▶ [The task]
Wherever a line of the data contains "Debug", copy that line.

▶ [Data listing]
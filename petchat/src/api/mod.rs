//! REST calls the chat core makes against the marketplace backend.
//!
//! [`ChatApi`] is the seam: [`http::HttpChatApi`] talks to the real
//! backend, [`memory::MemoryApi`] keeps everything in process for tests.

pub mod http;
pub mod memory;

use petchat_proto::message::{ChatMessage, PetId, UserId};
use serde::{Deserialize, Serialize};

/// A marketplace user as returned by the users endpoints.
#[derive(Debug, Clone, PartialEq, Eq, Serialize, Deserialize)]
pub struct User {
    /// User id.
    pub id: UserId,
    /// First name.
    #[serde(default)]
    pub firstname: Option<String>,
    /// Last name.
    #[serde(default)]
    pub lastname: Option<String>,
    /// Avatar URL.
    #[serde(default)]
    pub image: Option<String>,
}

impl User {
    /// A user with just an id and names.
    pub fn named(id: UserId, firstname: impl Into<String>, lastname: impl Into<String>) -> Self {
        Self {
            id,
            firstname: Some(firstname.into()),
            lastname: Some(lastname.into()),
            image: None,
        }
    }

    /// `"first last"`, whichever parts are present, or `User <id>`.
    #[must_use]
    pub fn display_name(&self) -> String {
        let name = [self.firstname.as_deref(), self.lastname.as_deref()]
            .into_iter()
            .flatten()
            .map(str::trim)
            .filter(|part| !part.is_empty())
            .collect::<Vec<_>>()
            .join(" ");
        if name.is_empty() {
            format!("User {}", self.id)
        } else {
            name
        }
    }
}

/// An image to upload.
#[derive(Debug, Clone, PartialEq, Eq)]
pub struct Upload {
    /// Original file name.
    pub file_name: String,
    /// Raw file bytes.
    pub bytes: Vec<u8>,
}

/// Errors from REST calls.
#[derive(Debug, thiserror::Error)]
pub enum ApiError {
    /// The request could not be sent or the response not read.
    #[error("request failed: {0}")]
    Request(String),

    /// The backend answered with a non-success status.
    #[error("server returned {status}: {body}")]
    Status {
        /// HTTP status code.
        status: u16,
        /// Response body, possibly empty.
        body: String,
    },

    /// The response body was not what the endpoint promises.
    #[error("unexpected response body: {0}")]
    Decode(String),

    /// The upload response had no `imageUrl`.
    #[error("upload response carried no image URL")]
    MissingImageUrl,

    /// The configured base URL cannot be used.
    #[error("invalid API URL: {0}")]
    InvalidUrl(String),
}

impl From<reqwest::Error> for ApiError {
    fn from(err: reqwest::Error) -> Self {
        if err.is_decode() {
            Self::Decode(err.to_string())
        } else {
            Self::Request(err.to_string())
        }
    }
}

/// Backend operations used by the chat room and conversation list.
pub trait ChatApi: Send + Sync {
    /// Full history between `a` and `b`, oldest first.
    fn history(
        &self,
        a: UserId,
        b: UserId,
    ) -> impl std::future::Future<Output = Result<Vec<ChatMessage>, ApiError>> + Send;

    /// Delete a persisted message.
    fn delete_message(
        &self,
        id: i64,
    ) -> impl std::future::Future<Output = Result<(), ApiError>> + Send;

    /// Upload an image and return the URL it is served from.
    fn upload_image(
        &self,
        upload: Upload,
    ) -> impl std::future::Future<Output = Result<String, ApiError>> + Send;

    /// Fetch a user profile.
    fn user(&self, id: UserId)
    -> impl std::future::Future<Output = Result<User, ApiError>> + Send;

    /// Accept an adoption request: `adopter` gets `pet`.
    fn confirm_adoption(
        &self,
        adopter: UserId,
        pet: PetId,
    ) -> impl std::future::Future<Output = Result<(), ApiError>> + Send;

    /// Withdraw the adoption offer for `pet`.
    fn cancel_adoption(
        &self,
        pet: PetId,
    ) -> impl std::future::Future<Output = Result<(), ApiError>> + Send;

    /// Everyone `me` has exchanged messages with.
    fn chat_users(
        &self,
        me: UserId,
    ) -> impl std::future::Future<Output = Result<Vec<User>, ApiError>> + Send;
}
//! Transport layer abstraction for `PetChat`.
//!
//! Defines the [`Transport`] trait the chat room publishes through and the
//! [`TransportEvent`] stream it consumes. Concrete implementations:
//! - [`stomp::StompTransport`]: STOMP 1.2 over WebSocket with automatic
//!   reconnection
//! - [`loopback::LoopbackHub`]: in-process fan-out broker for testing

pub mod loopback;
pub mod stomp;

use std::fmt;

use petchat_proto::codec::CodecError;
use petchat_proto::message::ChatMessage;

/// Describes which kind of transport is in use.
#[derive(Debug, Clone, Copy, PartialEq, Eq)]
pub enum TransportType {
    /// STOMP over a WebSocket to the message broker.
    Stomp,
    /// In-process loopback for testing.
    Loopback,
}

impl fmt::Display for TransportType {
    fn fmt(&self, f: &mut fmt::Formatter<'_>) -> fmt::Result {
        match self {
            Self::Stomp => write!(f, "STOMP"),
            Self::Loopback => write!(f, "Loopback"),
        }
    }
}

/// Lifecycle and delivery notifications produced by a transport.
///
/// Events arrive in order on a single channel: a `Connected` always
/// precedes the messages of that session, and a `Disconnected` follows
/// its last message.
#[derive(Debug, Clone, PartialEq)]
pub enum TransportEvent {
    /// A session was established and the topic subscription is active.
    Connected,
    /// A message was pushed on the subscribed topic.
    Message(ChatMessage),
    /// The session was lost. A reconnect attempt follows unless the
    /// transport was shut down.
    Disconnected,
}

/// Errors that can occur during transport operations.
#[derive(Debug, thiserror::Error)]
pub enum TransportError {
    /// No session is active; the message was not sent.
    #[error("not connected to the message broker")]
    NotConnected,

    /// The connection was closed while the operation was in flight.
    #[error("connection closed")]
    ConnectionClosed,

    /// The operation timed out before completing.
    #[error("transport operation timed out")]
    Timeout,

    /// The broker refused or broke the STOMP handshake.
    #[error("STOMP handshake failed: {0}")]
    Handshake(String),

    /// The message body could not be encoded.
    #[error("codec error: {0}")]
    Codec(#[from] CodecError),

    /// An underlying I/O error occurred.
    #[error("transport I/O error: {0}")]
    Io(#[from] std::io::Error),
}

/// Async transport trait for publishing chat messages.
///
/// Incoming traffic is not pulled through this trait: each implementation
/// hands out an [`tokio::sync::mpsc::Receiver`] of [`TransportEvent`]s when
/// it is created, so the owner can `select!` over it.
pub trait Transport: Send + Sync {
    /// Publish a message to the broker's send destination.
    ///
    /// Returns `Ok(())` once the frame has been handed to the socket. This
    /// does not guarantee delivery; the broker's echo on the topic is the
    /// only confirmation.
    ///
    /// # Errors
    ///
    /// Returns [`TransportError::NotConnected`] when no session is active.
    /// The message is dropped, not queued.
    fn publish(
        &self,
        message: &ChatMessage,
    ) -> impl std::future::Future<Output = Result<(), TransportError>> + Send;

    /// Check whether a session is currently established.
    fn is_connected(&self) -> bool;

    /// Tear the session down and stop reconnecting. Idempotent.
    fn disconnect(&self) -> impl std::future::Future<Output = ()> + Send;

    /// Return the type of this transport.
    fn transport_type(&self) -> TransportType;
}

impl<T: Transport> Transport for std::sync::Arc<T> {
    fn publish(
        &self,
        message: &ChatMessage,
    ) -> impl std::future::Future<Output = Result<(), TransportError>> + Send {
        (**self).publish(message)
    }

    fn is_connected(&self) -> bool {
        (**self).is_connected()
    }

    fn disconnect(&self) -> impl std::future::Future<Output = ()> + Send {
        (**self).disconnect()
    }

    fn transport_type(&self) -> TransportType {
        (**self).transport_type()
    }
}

▶ [Output below]
#[derive(Debug, Clone, PartialEq, Eq, Serialize, Deserialize)]
#[derive(Debug, Clone, PartialEq, Eq)]
#[derive(Debug, thiserror::Error)]
#[derive(Debug, Clone, Copy, PartialEq, Eq)]
#[derive(Debug, Clone, PartialEq)]
#[derive(Debug, thiserror::Error)]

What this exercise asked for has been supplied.